The rest of us in other jobs think we are being judged as acutely for our own performance, but our performance is often measured in terms of our effectiveness as team members or by our interpersonal skills or by the overall progress of our organization. But now think of how we expect our own doctors to get results. How often have you heard, "Well his bedside manner isn't very good, but he is a great surgeon. If I have to choose, I want a great surgeon." It is not that we intentionally are enablers of bad behavior: It is that we selfishly want good results for ourselves or our loved ones -- and we expect the doctor to deliver it notwithstanding the economics of the health care system, the productivity of the hospital, or any other ancillary concerns.
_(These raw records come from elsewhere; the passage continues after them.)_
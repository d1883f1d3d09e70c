use super::{
    Paragraph, RenderedDocument, amount_phrase, display_date, figures, party_paragraphs,
    prior_document_paragraphs, schedule_paragraphs, signature_paragraphs,
};
use crate::core::{
    amounts::{format_amount, parse_amount},
    model::SaleAgreement,
};

const TITLE: &str = "கிரைய ஒப்பந்தப் பத்திரம்";

/// Renders an agreement to sell.
#[must_use]
pub fn render_sale_agreement(agreement: &SaleAgreement) -> RenderedDocument {
    let body = &agreement.body;
    let date = display_date(&body.document_date);

    let mut paragraphs = vec![Paragraph::heading(TITLE)];
    paragraphs.push(Paragraph::body(format!(
        "{date} ஆம் தேதியில் எழுதிக் கொண்ட கிரைய ஒப்பந்தம்."
    )));
    paragraphs.extend(party_paragraphs("விற்பவர்(கள்)", &agreement.sellers));
    paragraphs.extend(party_paragraphs("வாங்குபவர்(கள்)", &agreement.buyers));

    paragraphs.push(Paragraph::body(
        "மேற்படி இருதரப்பினரும் சேர்ந்து எழுதிக் கொண்ட கிரைய ஒப்பந்தம் என்னவென்றால்:",
    ));
    paragraphs.extend(prior_document_paragraphs(&body.prior_documents));

    paragraphs.push(Paragraph::body(format!(
        "கீழ்க்கண்ட சொத்தை {} க்கு விற்பனை செய்வதாக இருதரப்பினரும் ஒப்புக் கொண்டுள்ளோம்.",
        amount_phrase(&body.amount, &body.amount_in_words)
    )));

    let completion = display_date(&agreement.completion_date);
    match (
        parse_amount(&body.amount),
        parse_amount(&agreement.advance_amount),
    ) {
        (Some(total), Some(advance)) => {
            let balance = format_amount(total - advance);
            paragraphs.push(Paragraph::body(format!(
                "இன்றைய தேதியில் முன்பணமாக {} பெற்றுக் கொள்ளப்பட்டது. மீதத் தொகை {} ஐ {completion} ஆம் தேதிக்குள் செலுத்தி, வாங்குபவர் பெயருக்குக் கிரையம் செய்து கொள்ள வேண்டியது.",
                amount_phrase(&agreement.advance_amount, ""),
                amount_phrase(&balance, ""),
            )));
        }
        _ => paragraphs.push(Paragraph::body(format!(
            "முழுத் தொகை {} ஐ {completion} ஆம் தேதிக்குள் செலுத்தி, வாங்குபவர் பெயருக்குக் கிரையம் செய்து கொள்ள வேண்டியது.",
            figures(&body.amount)
        ))),
    }

    paragraphs.push(Paragraph::body(
        "குறித்த தேதிக்குள் வாங்குபவர் மீதத் தொகையைச் செலுத்தத் தவறினால் முன்பணம் திருப்பித் தரப்பட மாட்டாது. விற்பவர் கிரையம் செய்து கொடுக்கத் தவறினால் முன்பணத்தை இரு மடங்காகத் திருப்பித் தர வேண்டியது.",
    ));

    paragraphs.extend(schedule_paragraphs(body));
    paragraphs.extend(signature_paragraphs(
        &[
            ("விற்பவர் கையொப்பம்", agreement.sellers.as_slice()),
            ("வாங்குபவர் கையொப்பம்", agreement.buyers.as_slice()),
        ],
        &body.witnesses,
        &body.attribution,
    ));

    RenderedDocument {
        title: TITLE.to_string(),
        paragraphs,
    }
}
//! Print view and Word export of rendered deeds.
//!
//! The print view is a self-contained HTML page opened in its own window and
//! printed (or saved as PDF) by the browser. The Word export is a single-file
//! WordprocessingML document, which Word opens directly as a `.doc`.

use crate::core::{
    model::DocumentKind,
    render::{ParagraphStyle, RenderedDocument},
};
use std::fmt::Write;

/// Content type of [`word_document`] output
pub const WORD_CONTENT_TYPE: &str = "application/msword";

const PRINT_STYLES: &str = r"
@page { size: A4; margin: 25mm 20mm 25mm 30mm; }
body { font-family: 'Latha', 'Noto Sans Tamil', 'Vijaya', serif; font-size: 13pt; line-height: 1.8; color: #000; }
h1 { text-align: center; font-size: 18pt; text-decoration: underline; margin: 0 0 1.2em; }
p { margin: 0 0 0.8em; text-align: justify; }
p.heading { text-align: center; font-weight: bold; margin-top: 1.5em; }
p.schedule { margin-left: 2em; }
p.signature { text-align: right; margin-top: 2em; }
@media screen { body { max-width: 210mm; margin: 2em auto; } }
";

fn escape(text: &str) -> String {
    let mut escaped = String::with_capacity(text.len());
    for c in text.chars() {
        match c {
            '&' => escaped.push_str("&amp;"),
            '<' => escaped.push_str("&lt;"),
            '>' => escaped.push_str("&gt;"),
            '"' => escaped.push_str("&quot;"),
            '\'' => escaped.push_str("&#39;"),
            _ => escaped.push(c),
        }
    }
    escaped
}

const fn css_class(style: ParagraphStyle) -> &'static str {
    match style {
        ParagraphStyle::Heading => "heading",
        ParagraphStyle::Body => "body",
        ParagraphStyle::Schedule => "schedule",
        ParagraphStyle::Signature => "signature",
    }
}

/// Self-contained HTML page for the print window.
///
/// The first heading paragraph is the title and is emitted as `<h1>`.
#[must_use]
pub fn print_html(document: &RenderedDocument) -> String {
    let mut html = String::new();
    let title = escape(&document.title);

    // Writing to a String cannot fail.
    let _ = write!(
        html,
        "<!DOCTYPE html>\n<html lang=\"ta\">\n<head>\n<meta charset=\"utf-8\">\n<title>{title}</title>\n<style>{PRINT_STYLES}</style>\n</head>\n<body>\n"
    );

    let title_is_first = document.paragraphs.first().is_some_and(|first| {
        first.style == ParagraphStyle::Heading && first.text == document.title
    });
    let paragraphs = if title_is_first {
        &document.paragraphs[1..]
    } else {
        &document.paragraphs[..]
    };
    let _ = writeln!(html, "<h1>{title}</h1>");

    for paragraph in paragraphs {
        let _ = writeln!(
            html,
            "<p class=\"{}\">{}</p>",
            css_class(paragraph.style),
            escape(&paragraph.text)
        );
    }

    html.push_str("</body>\n</html>\n");
    html
}

fn word_paragraph_properties(style: ParagraphStyle) -> &'static str {
    match style {
        ParagraphStyle::Heading => "<w:pPr><w:jc w:val=\"center\"/></w:pPr>",
        ParagraphStyle::Body => "<w:pPr><w:jc w:val=\"both\"/></w:pPr>",
        ParagraphStyle::Schedule => "<w:pPr><w:ind w:left=\"720\"/><w:jc w:val=\"both\"/></w:pPr>",
        ParagraphStyle::Signature => "<w:pPr><w:jc w:val=\"right\"/></w:pPr>",
    }
}

/// WordprocessingML 2003 document with one paragraph per rendered block.
#[must_use]
pub fn word_document(document: &RenderedDocument) -> Vec<u8> {
    let mut xml = String::new();
    xml.push_str("<?xml version=\"1.0\" encoding=\"UTF-8\" standalone=\"yes\"?>\n");
    xml.push_str("<?mso-application progid=\"Word.Document\"?>\n");
    xml.push_str(
        "<w:wordDocument xmlns:w=\"http://schemas.microsoft.com/office/word/2003/wordml\">\n",
    );
    xml.push_str("<w:docPr><w:view w:val=\"print\"/></w:docPr>\n<w:body>\n");

    for paragraph in &document.paragraphs {
        let bold = if paragraph.style == ParagraphStyle::Heading {
            "<w:b/>"
        } else {
            ""
        };
        let _ = writeln!(
            xml,
            "<w:p>{}<w:r><w:rPr>{bold}<w:rFonts w:ascii=\"Latha\" w:h-ansi=\"Latha\" w:cs=\"Latha\"/><w:sz w:val=\"24\"/></w:rPr><w:t>{}</w:t></w:r></w:p>",
            word_paragraph_properties(paragraph.style),
            escape(&paragraph.text)
        );
    }

    // A4 page with the margins used by the print view
    xml.push_str("<w:sectPr><w:pgSz w:w=\"11906\" w:h=\"16838\"/><w:pgMar w:top=\"1418\" w:right=\"1134\" w:bottom=\"1418\" w:left=\"1701\"/></w:sectPr>\n");
    xml.push_str("</w:body>\n</w:wordDocument>\n");
    xml.into_bytes()
}

/// Download file name for a stored document, e.g. `sale_deed_42.doc`.
#[must_use]
pub fn export_file_name(kind: DocumentKind, id: i64) -> String {
    format!("{}_{id}.doc", kind.as_str())
}

#[cfg(test)]
mod tests {
    #![allow(clippy::unwrap_used)]
    use super::*;
    use crate::core::render::Paragraph;

    fn document() -> RenderedDocument {
        RenderedDocument {
            title: "கிரைய சாசனம்".to_string(),
            paragraphs: vec![
                Paragraph::heading("கிரைய சாசனம்"),
                Paragraph::body("Survey <12> & \"13\""),
                Paragraph::signature("கையொப்பம்"),
            ],
        }
    }

    #[test]
    fn test_print_html_is_self_contained_and_escaped() {
        let html = print_html(&document());

        assert!(html.starts_with("<!DOCTYPE html>"));
        assert!(html.contains("<meta charset=\"utf-8\">"));
        assert!(html.contains("@page"));
        assert_eq!(html.matches("கிரைய சாசனம்").count(), 2); // <title> and <h1>
        assert!(html.contains("<p class=\"body\">Survey &lt;12&gt; &amp; &quot;13&quot;</p>"));
        assert!(html.contains("<p class=\"signature\">கையொப்பம்</p>"));
        assert!(!html.contains("<script"));
    }

    #[test]
    fn test_word_document_has_one_paragraph_per_block() {
        let xml = String::from_utf8(word_document(&document())).unwrap();

        assert!(xml.starts_with("<?xml"));
        assert_eq!(xml.matches("<w:p>").count(), 3);
        assert!(xml.contains("<w:t>Survey &lt;12&gt; &amp; &quot;13&quot;</w:t>"));
        assert!(xml.trim_end().ends_with("</w:wordDocument>"));
    }

    #[test]
    fn test_export_file_name() {
        assert_eq!(export_file_name(DocumentKind::SaleDeed, 42), "sale_deed_42.doc");
    }
}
Here at BIDMC, we are engaged in an experiment, trying to mold the hospital to your expectation of a great hospital experience. As one of my folks put it yesterday, we are trying to be "aggressively patient centered" so that every person is treated as though he or she were a member of our own family. How can we do that, you might ask, if what I say above is true? The answer lies in part in our own history as an organization, a legacy of the underlying values of both the New England Deaconess Hospital and the Beth Israel Hospital. But there was another factor.
Because our hospital went through an exceptionally bad period after the merger that created BIDMC and then almost literally rose from the ashes, those doctors, nurses, and others who stayed with us and have since joined us have an extraordinary degree of loyalty, optimism, and enthusiasm about our ability to work together to deliver the kind of care I describe above. They are collaborative to an outstanding degree. Yes, the doctors are still free agents, but they recognize that even their individual advancement can be enhanced by teamwork and cooperation.
In the postings below entitled "What Works", I have given some examples of their attempts and accomplishments. But here is the key message: Not one of those initiatives was driven by me or other members of the senior management team. The desire for change and improvement came from within, from those very free agents who are viewed by some industry observers as so troublesome.
So here is the five-year takeaway. My management philosophy is remarkably simple. My job as CEO is to help create an environment and provide the resources within which the native creativity of our doctors and other staff can flourish. I don't practice an iota of medicine, but when I do my job right, they are better able to do theirs right.
There is a joke that, "You've seen one AMC, you've seen one AMC." Maybe what I say would not apply elsewhere. We will also get to see if it works even here for the next five years! The jury is still out, but so far, we appear to be headed in the right direction.